_What you have to do_
Scan the material and copy every line in which "sleep" appears.

_Exercise input_
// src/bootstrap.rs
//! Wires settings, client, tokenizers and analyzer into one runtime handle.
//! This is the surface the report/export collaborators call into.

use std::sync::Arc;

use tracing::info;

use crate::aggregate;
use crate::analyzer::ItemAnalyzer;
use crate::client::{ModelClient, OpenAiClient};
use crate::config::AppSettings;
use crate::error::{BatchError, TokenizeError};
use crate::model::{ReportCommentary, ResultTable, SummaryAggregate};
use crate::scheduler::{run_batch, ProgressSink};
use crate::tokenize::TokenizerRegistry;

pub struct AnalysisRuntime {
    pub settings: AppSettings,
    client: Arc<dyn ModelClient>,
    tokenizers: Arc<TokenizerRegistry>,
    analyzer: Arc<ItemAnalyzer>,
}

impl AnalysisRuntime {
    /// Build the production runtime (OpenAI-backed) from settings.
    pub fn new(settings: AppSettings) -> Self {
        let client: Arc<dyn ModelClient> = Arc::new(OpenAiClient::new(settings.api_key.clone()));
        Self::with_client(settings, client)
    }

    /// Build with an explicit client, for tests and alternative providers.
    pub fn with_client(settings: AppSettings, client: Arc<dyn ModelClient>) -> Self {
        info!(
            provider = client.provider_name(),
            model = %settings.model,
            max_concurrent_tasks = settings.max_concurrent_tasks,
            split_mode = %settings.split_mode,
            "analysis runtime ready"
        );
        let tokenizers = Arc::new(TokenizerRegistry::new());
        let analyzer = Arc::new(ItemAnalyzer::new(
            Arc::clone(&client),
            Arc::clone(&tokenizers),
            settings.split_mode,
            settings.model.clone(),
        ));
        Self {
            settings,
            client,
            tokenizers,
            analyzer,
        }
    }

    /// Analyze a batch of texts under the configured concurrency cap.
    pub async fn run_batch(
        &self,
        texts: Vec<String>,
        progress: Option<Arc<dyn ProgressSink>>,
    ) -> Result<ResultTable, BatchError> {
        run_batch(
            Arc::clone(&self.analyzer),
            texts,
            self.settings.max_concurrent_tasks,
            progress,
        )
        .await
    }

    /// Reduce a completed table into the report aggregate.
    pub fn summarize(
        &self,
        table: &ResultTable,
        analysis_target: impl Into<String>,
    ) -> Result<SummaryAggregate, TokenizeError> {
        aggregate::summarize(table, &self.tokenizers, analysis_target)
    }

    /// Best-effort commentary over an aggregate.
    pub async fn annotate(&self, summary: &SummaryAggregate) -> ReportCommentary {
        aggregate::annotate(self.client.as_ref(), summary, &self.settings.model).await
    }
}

* * *

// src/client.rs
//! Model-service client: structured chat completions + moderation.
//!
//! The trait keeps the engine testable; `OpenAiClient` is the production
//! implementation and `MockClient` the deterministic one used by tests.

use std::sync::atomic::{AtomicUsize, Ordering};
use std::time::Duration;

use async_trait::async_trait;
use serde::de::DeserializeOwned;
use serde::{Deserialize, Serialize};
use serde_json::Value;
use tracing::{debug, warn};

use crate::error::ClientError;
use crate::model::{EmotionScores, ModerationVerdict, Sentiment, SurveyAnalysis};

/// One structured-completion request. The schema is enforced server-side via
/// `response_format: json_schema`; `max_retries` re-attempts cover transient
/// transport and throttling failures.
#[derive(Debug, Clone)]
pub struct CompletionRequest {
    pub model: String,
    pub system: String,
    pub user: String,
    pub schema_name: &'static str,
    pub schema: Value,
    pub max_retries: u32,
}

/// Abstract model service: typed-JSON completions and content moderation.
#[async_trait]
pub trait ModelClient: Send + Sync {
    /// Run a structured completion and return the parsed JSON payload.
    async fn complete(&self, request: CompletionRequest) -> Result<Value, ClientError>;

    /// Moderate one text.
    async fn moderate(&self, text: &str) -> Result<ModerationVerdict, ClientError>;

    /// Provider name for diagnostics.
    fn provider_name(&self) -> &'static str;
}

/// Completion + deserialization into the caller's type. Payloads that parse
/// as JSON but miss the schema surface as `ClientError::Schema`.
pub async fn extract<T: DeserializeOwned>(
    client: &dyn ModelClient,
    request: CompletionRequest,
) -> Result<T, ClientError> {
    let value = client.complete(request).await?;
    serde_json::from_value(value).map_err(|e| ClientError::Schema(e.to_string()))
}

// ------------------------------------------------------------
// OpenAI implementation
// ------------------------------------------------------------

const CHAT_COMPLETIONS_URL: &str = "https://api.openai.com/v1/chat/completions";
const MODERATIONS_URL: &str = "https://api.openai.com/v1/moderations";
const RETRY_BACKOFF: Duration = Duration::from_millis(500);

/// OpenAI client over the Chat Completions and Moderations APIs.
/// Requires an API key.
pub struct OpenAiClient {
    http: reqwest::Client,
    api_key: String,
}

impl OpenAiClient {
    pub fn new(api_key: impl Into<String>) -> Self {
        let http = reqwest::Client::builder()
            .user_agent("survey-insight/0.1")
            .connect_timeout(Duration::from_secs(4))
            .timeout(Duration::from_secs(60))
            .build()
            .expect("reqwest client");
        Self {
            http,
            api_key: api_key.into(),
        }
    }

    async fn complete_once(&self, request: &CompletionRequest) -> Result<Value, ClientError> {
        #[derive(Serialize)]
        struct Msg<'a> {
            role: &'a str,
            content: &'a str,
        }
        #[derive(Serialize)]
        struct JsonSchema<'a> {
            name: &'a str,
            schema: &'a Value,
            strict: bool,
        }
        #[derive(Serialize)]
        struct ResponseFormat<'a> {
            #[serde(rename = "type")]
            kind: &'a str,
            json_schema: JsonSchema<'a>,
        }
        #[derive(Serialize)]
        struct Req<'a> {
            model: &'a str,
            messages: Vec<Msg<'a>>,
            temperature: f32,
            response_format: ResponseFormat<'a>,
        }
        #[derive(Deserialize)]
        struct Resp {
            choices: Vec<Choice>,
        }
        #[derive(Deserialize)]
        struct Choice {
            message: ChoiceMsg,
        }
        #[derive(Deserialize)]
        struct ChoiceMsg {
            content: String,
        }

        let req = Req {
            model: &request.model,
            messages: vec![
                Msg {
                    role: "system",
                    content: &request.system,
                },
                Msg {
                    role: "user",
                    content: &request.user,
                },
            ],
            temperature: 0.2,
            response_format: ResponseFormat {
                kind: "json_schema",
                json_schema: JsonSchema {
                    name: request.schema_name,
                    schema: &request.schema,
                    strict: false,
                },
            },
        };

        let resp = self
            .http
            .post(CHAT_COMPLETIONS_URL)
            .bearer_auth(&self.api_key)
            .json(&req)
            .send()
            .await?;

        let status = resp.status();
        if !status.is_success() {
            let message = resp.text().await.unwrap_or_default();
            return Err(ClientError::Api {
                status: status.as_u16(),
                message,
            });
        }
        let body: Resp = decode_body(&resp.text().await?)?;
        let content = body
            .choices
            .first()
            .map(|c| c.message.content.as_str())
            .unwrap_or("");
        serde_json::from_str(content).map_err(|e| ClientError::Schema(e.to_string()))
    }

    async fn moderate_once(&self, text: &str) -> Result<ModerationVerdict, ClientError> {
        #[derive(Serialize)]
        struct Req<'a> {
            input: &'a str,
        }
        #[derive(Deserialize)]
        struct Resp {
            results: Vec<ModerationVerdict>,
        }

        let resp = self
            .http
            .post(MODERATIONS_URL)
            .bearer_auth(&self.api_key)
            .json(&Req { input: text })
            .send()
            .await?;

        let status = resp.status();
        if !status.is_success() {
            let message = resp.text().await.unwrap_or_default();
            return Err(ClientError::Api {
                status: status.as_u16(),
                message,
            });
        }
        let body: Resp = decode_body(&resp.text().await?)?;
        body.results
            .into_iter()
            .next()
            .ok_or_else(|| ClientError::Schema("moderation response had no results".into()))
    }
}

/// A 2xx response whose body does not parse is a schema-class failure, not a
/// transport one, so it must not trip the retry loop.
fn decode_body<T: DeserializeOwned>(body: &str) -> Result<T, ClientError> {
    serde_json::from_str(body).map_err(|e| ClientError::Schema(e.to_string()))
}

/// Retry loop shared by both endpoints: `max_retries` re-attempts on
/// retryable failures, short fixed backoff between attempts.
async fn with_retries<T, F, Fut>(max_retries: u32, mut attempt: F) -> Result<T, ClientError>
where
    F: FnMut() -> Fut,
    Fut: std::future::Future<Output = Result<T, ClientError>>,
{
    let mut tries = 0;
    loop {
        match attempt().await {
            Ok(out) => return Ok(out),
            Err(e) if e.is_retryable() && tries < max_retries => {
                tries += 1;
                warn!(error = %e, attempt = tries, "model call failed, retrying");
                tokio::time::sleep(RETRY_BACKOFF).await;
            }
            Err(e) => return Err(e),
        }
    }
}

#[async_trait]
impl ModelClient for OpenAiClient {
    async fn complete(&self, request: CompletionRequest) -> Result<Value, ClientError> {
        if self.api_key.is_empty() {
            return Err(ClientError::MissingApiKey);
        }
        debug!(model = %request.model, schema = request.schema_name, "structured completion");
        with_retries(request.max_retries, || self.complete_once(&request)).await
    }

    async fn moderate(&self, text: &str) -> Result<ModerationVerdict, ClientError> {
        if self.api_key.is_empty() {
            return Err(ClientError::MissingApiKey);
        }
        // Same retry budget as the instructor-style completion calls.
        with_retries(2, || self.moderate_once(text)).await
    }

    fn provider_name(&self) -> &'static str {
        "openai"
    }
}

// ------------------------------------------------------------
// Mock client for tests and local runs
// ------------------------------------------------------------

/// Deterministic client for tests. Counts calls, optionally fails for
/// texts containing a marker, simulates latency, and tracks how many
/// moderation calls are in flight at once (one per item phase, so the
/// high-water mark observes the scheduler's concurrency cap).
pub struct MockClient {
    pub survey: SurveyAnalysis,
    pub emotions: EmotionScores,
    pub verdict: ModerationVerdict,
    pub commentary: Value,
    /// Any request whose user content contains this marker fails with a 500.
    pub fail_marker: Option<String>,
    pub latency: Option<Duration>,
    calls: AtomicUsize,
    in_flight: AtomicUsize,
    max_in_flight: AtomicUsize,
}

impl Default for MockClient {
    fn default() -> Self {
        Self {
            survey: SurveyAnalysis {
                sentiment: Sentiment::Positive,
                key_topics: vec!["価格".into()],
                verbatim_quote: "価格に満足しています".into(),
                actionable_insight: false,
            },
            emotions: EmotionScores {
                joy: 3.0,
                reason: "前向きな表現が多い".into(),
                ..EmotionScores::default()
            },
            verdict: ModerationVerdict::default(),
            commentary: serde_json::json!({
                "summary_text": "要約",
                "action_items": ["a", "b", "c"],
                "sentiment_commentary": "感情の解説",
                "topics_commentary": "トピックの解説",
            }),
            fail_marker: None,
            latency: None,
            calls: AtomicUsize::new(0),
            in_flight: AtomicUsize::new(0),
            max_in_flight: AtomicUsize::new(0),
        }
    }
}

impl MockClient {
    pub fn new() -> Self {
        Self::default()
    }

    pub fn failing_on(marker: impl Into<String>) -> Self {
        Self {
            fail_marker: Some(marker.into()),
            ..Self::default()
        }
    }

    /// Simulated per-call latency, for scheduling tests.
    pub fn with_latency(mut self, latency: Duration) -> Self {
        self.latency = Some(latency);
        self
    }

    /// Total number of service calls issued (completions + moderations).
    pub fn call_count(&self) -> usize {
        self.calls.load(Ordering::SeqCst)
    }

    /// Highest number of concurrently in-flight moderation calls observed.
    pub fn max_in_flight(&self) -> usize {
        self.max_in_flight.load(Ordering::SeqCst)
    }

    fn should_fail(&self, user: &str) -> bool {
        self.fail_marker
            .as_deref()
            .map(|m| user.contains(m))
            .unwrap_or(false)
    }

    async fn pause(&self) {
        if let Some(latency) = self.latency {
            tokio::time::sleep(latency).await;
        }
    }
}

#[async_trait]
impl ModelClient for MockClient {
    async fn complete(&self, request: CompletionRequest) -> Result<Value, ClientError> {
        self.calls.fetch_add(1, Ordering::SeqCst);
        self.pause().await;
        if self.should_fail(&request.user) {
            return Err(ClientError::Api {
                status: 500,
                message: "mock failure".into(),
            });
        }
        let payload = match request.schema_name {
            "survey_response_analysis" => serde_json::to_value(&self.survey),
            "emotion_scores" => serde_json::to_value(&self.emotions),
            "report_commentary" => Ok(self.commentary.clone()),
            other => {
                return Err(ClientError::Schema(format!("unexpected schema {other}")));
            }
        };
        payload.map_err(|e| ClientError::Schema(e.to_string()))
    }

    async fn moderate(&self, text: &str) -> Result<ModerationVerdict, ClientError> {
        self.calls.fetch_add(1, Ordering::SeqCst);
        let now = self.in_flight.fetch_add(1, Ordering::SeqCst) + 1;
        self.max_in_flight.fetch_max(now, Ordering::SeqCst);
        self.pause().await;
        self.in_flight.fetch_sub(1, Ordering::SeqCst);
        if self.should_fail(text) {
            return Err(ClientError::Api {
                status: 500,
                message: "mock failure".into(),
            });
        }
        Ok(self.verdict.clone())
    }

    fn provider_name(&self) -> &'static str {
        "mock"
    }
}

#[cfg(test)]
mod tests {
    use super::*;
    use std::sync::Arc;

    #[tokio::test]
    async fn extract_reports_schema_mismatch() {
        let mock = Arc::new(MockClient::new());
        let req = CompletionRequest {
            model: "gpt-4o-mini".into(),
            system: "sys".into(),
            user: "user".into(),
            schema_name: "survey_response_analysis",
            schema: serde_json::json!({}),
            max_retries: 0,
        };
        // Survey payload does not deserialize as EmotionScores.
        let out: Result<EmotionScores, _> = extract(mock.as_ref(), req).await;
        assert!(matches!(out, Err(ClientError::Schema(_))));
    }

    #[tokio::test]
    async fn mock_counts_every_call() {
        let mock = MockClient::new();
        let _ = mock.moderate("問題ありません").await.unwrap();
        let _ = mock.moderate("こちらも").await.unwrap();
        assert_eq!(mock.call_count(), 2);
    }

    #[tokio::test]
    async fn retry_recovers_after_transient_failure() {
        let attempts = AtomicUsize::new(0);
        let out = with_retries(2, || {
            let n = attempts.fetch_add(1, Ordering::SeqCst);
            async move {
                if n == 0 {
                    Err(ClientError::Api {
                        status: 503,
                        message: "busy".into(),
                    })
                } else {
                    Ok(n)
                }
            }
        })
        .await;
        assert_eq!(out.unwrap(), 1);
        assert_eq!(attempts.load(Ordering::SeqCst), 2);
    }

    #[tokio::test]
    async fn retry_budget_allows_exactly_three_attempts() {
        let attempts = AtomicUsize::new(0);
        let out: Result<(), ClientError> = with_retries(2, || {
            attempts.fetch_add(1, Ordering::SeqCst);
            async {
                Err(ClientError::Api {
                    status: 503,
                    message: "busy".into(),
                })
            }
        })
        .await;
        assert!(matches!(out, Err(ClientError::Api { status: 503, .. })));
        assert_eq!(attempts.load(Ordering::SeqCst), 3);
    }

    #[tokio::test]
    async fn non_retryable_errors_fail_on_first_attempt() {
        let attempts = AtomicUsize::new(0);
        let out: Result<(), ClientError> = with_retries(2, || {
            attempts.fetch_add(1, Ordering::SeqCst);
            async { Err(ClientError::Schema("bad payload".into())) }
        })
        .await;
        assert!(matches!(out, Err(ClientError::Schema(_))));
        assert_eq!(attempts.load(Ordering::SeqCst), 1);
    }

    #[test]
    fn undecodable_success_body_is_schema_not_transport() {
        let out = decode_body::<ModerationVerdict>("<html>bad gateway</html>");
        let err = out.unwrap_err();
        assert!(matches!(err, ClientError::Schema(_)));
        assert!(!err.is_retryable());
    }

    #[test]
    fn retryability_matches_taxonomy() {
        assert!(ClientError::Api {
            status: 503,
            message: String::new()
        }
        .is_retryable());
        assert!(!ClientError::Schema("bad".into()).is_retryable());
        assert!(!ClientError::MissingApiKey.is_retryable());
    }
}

_Reply_
                tokio::time::sleep(RETRY_BACKOFF).await;
            tokio::time::sleep(latency).await;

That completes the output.